-------- Record set

//! Pipeline orchestration: discovery, per-document sequencing, and result
//! aggregation.

mod runner;
pub mod types;

pub use runner::PipelineRunner;
pub use types::{DocumentChunk, PipelineError, ProcessingResult};
//! Shared types used by the Cloud Storage client.

use reqwest::StatusCode;
use serde::Deserialize;
use thiserror::Error;

/// Errors returned while interacting with the object store.
#[derive(Debug, Error)]
pub enum StorageError {
    /// Base URL failed to parse or normalize.
    #[error("Invalid storage URL: {0}")]
    InvalidUrl(String),
    /// HTTP layer failed before receiving a response.
    #[error("HTTP request failed: {0}")]
    Http(#[from] reqwest::Error),
    /// The storage API responded with an unexpected status code.
    #[error("Unexpected storage response ({status}): {body}")]
    UnexpectedStatus {
        /// HTTP status returned from the storage API.
        status: StatusCode,
        /// Body payload associated with the failing response.
        body: String,
    },
}

#[derive(Deserialize)]
pub(crate) struct ListObjectsResponse {
    #[serde(default)]
    pub(crate) items: Vec<ObjectDescription>,
    #[serde(default, rename = "nextPageToken")]
    pub(crate) next_page_token: Option<String>,
}

#[derive(Deserialize)]
pub(crate) struct ObjectDescription {
    pub(crate) name: String,
}
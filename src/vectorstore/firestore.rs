//! Firestore adapter: embeds chunk contents and upserts vector documents.

use crate::config::get_config;
use crate::embedding::{EmbeddingClient, get_embedding_client};
use crate::pipeline::DocumentChunk;
use crate::vectorstore::{VectorWriter, derive_document_key, types::PersistenceError};
use async_trait::async_trait;
use reqwest::{Client, Method};
use serde_json::{Value, json};
use time::OffsetDateTime;

const DEFAULT_FIRESTORE_API_URL: &str = "https://firestore.googleapis.com";

/// Vector store client writing embedded chunks into a Firestore collection.
pub struct FirestoreVectorStore {
    pub(crate) client: Client,
    pub(crate) base_url: String,
    pub(crate) project_id: String,
    pub(crate) database: String,
    pub(crate) collection: String,
    pub(crate) access_token: String,
    pub(crate) embedder: Box<dyn EmbeddingClient + Send + Sync>,
}

impl FirestoreVectorStore {
    /// Construct a new client using configuration derived from the environment.
    pub fn from_config() -> Result<Self, PersistenceError> {
        let config = get_config();
        let client = Client::builder().user_agent("protodex/0.1").build()?;

        let raw_url = config
            .firestore_api_url
            .as_deref()
            .unwrap_or(DEFAULT_FIRESTORE_API_URL);
        let base_url = normalize_base_url(raw_url).map_err(PersistenceError::InvalidUrl)?;
        tracing::debug!(
            url = %base_url,
            database = %config.firestore_database,
            collection = %config.firestore_collection,
            "Initialized Firestore vector store"
        );

        Ok(Self {
            client,
            base_url,
            project_id: config.project_id.clone(),
            database: config.firestore_database.clone(),
            collection: config.firestore_collection.clone(),
            access_token: config.google_access_token.clone(),
            embedder: get_embedding_client()?,
        })
    }

    fn document_name(&self, key: &str) -> String {
        format!(
            "projects/{}/databases/{}/documents/{}/{}",
            self.project_id, self.database, self.collection, key
        )
    }

    async fn commit(&self, writes: Vec<Value>) -> Result<(), PersistenceError> {
        let path = format!(
            "v1/projects/{}/databases/{}/documents:commit",
            self.project_id, self.database
        );
        let url = format_endpoint(&self.base_url, &path);
        let response = self
            .client
            .request(Method::POST, url)
            .bearer_auth(&self.access_token)
            .json(&json!({ "writes": writes }))
            .send()
            .await?;

        if !response.status().is_success() {
            let status = response.status();
            let body = response.text().await.unwrap_or_default();
            let error = PersistenceError::UnexpectedStatus { status, body };
            tracing::error!(collection = %self.collection, error = %error, "Firestore commit failed");
            return Err(error);
        }

        Ok(())
    }
}

#[async_trait]
impl VectorWriter for FirestoreVectorStore {
    async fn upsert(
        &self,
        chunks: &[DocumentChunk],
        display_name: &str,
    ) -> Result<(), PersistenceError> {
        if chunks.is_empty() {
            tracing::debug!(file = display_name, "No chunks to persist");
            return Ok(());
        }

        let resolved: Vec<DocumentChunk> = chunks
            .iter()
            .map(|chunk| chunk.resolve_source(display_name))
            .collect();

        let texts: Vec<String> = resolved.iter().map(|chunk| chunk.content.clone()).collect();
        let vectors = self.embedder.generate_embeddings(texts).await?;

        let now = current_timestamp_rfc3339();
        let writes: Vec<Value> = resolved
            .iter()
            .zip(vectors.iter())
            .map(|(chunk, vector)| {
                let key = derive_document_key(display_name, chunk.chunk_id);
                json!({
                    "update": {
                        "name": self.document_name(&key),
                        "fields": chunk_fields(chunk, vector, &now),
                    }
                })
            })
            .collect();

        // One commit per source document; updates without preconditions are
        // create-or-overwrite, so re-runs land on the same keys.
        self.commit(writes).await?;
        tracing::debug!(
            file = display_name,
            chunks = chunks.len(),
            collection = %self.collection,
            "Chunks persisted"
        );
        Ok(())
    }
}

/// Encode one chunk as typed Firestore fields: verbatim content, the
/// embedding vector value, and a metadata map for retrieval filters.
fn chunk_fields(chunk: &DocumentChunk, vector: &[f32], timestamp_rfc3339: &str) -> Value {
    let document_date = match &chunk.document_date {
        Some(date) => json!({ "stringValue": date }),
        None => json!({ "nullValue": null }),
    };
    let source_file = match &chunk.source_file {
        Some(name) => json!({ "stringValue": name }),
        None => json!({ "nullValue": null }),
    };
    let values: Vec<Value> = vector
        .iter()
        .map(|component| json!({ "doubleValue": component }))
        .collect();

    json!({
        "content": { "stringValue": chunk.content },
        "embedding": {
            "mapValue": {
                "fields": {
                    "__type__": { "stringValue": "__vector__" },
                    "value": { "arrayValue": { "values": values } }
                }
            }
        },
        "metadata": {
            "mapValue": {
                "fields": {
                    "source_file": source_file,
                    "chunk_id": { "integerValue": chunk.chunk_id.to_string() },
                    "document_date": document_date,
                    "section_type": { "stringValue": chunk.section_type },
                }
            }
        },
        "indexed_at": { "timestampValue": timestamp_rfc3339 },
    })
}

/// Current timestamp formatted for the `indexed_at` field.
fn current_timestamp_rfc3339() -> String {
    OffsetDateTime::now_utc()
        .format(&time::format_description::well_known::Rfc3339)
        .unwrap_or_else(|_| "1970-01-01T00:00:00Z".to_string())
}

fn normalize_base_url(url: &str) -> Result<String, String> {
    let mut parsed = reqwest::Url::parse(url).map_err(|err| err.to_string())?;
    let path = parsed.path().trim_end_matches('/').to_string();
    parsed.set_path(&path);
    Ok(parsed.to_string())
}

fn format_endpoint(base: &str, path: &str) -> String {
    let base = base.trim_end_matches('/');
    let path = path.trim_start_matches('/');
    format!("{base}/{path}")
}
//! HTTP client for the Cloud Storage JSON API.

use crate::config::get_config;
use crate::storage::types::{ListObjectsResponse, StorageError};
use crate::storage::DocumentSource;
use async_trait::async_trait;
use reqwest::{Client, Method};

const DEFAULT_STORAGE_API_URL: &str = "https://storage.googleapis.com";

/// Lightweight HTTP client reading protocol documents from a GCS bucket.
pub struct GcsDocumentSource {
    pub(crate) client: Client,
    pub(crate) base_url: String,
    pub(crate) bucket: String,
    pub(crate) access_token: String,
}

impl GcsDocumentSource {
    /// Construct a new client using configuration derived from the environment.
    pub fn from_config() -> Result<Self, StorageError> {
        let config = get_config();
        let client = Client::builder().user_agent("protodex/0.1").build()?;

        let raw_url = config
            .storage_api_url
            .as_deref()
            .unwrap_or(DEFAULT_STORAGE_API_URL);
        let base_url = normalize_base_url(raw_url).map_err(StorageError::InvalidUrl)?;
        tracing::debug!(url = %base_url, bucket = %config.bucket, "Initialized Cloud Storage client");

        Ok(Self {
            client,
            base_url,
            bucket: config.bucket.clone(),
            access_token: config.google_access_token.clone(),
        })
    }

    /// Enumerate object names under the prefix, following `nextPageToken`
    /// until the listing is exhausted.
    pub async fn list_objects(&self, prefix: &str) -> Result<Vec<String>, StorageError> {
        let mut names = Vec::new();
        let mut page_token: Option<String> = None;

        loop {
            let mut request = self
                .request(Method::GET, &format!("storage/v1/b/{}/o", self.bucket))
                .query(&[("prefix", prefix)]);
            if let Some(token) = &page_token {
                request = request.query(&[("pageToken", token.as_str())]);
            }

            let response = request.send().await?;
            if !response.status().is_success() {
                let status = response.status();
                let body = response.text().await.unwrap_or_default();
                let error = StorageError::UnexpectedStatus { status, body };
                tracing::error!(bucket = %self.bucket, error = %error, "Failed to list objects");
                return Err(error);
            }

            let page: ListObjectsResponse = response.json().await?;
            names.extend(page.items.into_iter().map(|object| object.name));

            match page.next_page_token {
                Some(token) => page_token = Some(token),
                None => break,
            }
        }

        Ok(names)
    }

    /// Download one object's raw bytes via `alt=media`.
    pub async fn download_object(&self, name: &str) -> Result<Vec<u8>, StorageError> {
        let encoded = urlencoding::encode(name);
        let response = self
            .request(
                Method::GET,
                &format!("storage/v1/b/{}/o/{encoded}", self.bucket),
            )
            .query(&[("alt", "media")])
            .send()
            .await?;

        if !response.status().is_success() {
            let status = response.status();
            let body = response.text().await.unwrap_or_default();
            let error = StorageError::UnexpectedStatus { status, body };
            tracing::error!(object = name, error = %error, "Failed to download object");
            return Err(error);
        }

        let bytes = response.bytes().await?;
        Ok(bytes.to_vec())
    }

    fn request(&self, method: Method, path: &str) -> reqwest::RequestBuilder {
        let url = format_endpoint(&self.base_url, path);
        self.client.request(method, url).bearer_auth(&self.access_token)
    }
}

#[async_trait]
impl DocumentSource for GcsDocumentSource {
    async fn list(&self, prefix: &str) -> Result<Vec<String>, StorageError> {
        self.list_objects(prefix).await
    }

    async fn read(&self, identifier: &str) -> Result<Vec<u8>, StorageError> {
        self.download_object(identifier).await
    }
}

fn normalize_base_url(url: &str) -> Result<String, String> {
    let mut parsed = reqwest::Url::parse(url).map_err(|err| err.to_string())?;
    let path = parsed.path().trim_end_matches('/').to_string();
    parsed.set_path(&path);
    Ok(parsed.to_string())
}

fn format_endpoint(base: &str, path: &str) -> String {
    let base = base.trim_end_matches('/');
    let path = path.trim_start_matches('/');
    format!("{base}/{path}")
}
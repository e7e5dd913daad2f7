//! Shared types and helpers for the Firestore vector store.

use crate::embedding::EmbeddingError;
use reqwest::StatusCode;
use thiserror::Error;

/// Errors returned while persisting chunks to the vector store.
#[derive(Debug, Error)]
pub enum PersistenceError {
    /// Base URL failed to parse or normalize.
    #[error("Invalid Firestore URL: {0}")]
    InvalidUrl(String),
    /// Embedding provider failed to produce vectors for the chunk contents.
    #[error("Failed to generate embeddings: {0}")]
    Embedding(#[from] EmbeddingError),
    /// HTTP layer failed before receiving a response.
    #[error("HTTP request failed: {0}")]
    Http(#[from] reqwest::Error),
    /// Firestore responded with an unexpected status code.
    #[error("Unexpected Firestore response ({status}): {body}")]
    UnexpectedStatus {
        /// HTTP status returned from Firestore.
        status: StatusCode,
        /// Body payload associated with the failing response.
        body: String,
    },
}

/// Derive the flat storage key for one chunk.
///
/// The key concatenates the display name and chunk id, then replaces every
/// path separator and period with an underscore so the result satisfies
/// Firestore document-id constraints and stays collision-resistant. Pure:
/// the same inputs always yield the same key.
pub fn derive_document_key(display_name: &str, chunk_id: u32) -> String {
    format!("{display_name}_{chunk_id}").replace(['/', '.'], "_")
}
//! Core data types and error definitions for the ingestion pipeline.

use crate::{chunking::ChunkingError, storage::StorageError, vectorstore::PersistenceError};
use serde::{Deserialize, Serialize};
use thiserror::Error;

/// One semantically coherent text segment extracted from a protocol document.
///
/// This is the wire schema of the chunking service: the service must return a
/// JSON array of objects deserializable into this type, and any deviation
/// surfaces as a [`ChunkingError`] rather than being coerced.
#[derive(Debug, Clone, PartialEq, Eq, Serialize, Deserialize)]
pub struct DocumentChunk {
    /// Sequence number, unique within a document; ordering is extraction order.
    pub chunk_id: u32,
    /// Date extracted from the document header; `None` when undeterminable.
    #[serde(default)]
    pub document_date: Option<String>,
    /// Section tag such as "Header and Agenda", "Topic Discussion", or
    /// "Closing and Decisions". Membership is not validated by the pipeline.
    pub section_type: String,
    /// Verbatim text in the original language and layout.
    pub content: String,
    /// Name of the originating document, when the service reported one.
    #[serde(default)]
    pub source_file: Option<String>,
}

impl DocumentChunk {
    /// Return a copy of the chunk whose `source_file` is guaranteed to be set,
    /// backfilling `fallback` when the chunking service left it empty.
    ///
    /// A pre-set `source_file` is never overwritten. Pure: same inputs always
    /// produce the same chunk, and `self` is left untouched.
    pub fn resolve_source(&self, fallback: &str) -> Self {
        let mut resolved = self.clone();
        if resolved.source_file.is_none() {
            resolved.source_file = Some(fallback.to_string());
        }
        resolved
    }
}

/// Aggregated outcome of processing one document.
///
/// Created once per document after chunking completes and immutable
/// thereafter; the full pipeline run returns one result per discovered
/// document, in discovery order.
#[derive(Debug, Clone, Serialize)]
pub struct ProcessingResult {
    /// Display name of the source document.
    pub file_name: String,
    /// Extracted chunks, in extraction order.
    pub chunks: Vec<DocumentChunk>,
}

impl ProcessingResult {
    /// Build a result for one processed document.
    pub fn new(file_name: impl Into<String>, chunks: Vec<DocumentChunk>) -> Self {
        Self {
            file_name: file_name.into(),
            chunks,
        }
    }

    /// Number of chunks extracted from the document.
    pub fn total_chunks(&self) -> usize {
        self.chunks.len()
    }
}

/// Errors emitted by the pipeline orchestrator. Every variant is fatal to the
/// run: the first failure propagates and no partial result list is returned.
#[derive(Debug, Error)]
pub enum PipelineError {
    /// Listing the document source failed.
    #[error("Failed to list source documents: {0}")]
    Discovery(#[source] StorageError),
    /// Reading one document's bytes failed.
    #[error("Failed to read document '{name}': {source}")]
    Acquisition {
        /// Identifier of the document that could not be read.
        name: String,
        /// Underlying storage failure.
        #[source]
        source: StorageError,
    },
    /// The chunking service failed or returned output violating the chunk schema.
    #[error("Failed to chunk document '{name}': {source}")]
    Chunking {
        /// Display name of the document being chunked.
        name: String,
        /// Underlying chunking failure.
        #[source]
        source: ChunkingError,
    },
    /// Upserting a document's chunks into the vector store failed.
    #[error("Failed to persist chunks for '{name}': {source}")]
    Persistence {
        /// Display name of the document being persisted.
        name: String,
        /// Underlying persistence failure.
        #[source]
        source: PersistenceError,
    },
}
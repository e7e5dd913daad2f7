#![deny(missing_docs)]

//! Core library for the protodex ingestion pipeline.

/// Semantic chunking client backed by the Gemini document-understanding service.
pub mod chunking;
/// Environment-driven configuration management.
pub mod config;
/// Embedding client abstraction and the Vertex AI adapter.
pub mod embedding;
/// Structured logging and tracing setup.
pub mod logging;
/// Pipeline orchestration: discovery, per-document sequencing, aggregation.
pub mod pipeline;
/// Document source abstraction and the Cloud Storage adapter.
pub mod storage;
/// Vector persistence into Firestore.
pub mod vectorstore;
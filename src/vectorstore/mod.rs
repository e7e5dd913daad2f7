//! Vector persistence into Firestore.

pub mod firestore;
pub mod types;

use crate::pipeline::DocumentChunk;
use async_trait::async_trait;

pub use firestore::FirestoreVectorStore;
pub use types::{PersistenceError, derive_document_key};

/// Interface to the vector store receiving embedded chunks.
///
/// Upserts are idempotent per derived key: re-running with the same
/// `display_name`/`chunk_id` pair overwrites rather than duplicates.
#[async_trait]
pub trait VectorWriter: Send + Sync {
    /// Embed and upsert all chunks of one document in a single write batch.
    ///
    /// Chunks with an unset `source_file` are persisted with `display_name`
    /// backfilled; pre-set values are stored unchanged.
    async fn upsert(
        &self,
        chunks: &[DocumentChunk],
        display_name: &str,
    ) -> Result<(), PersistenceError>;
}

----------------

■ **What you will do**: Your answer should consist only of the number of lines in the entries above that include "embedder".

■ **Written reply**: 3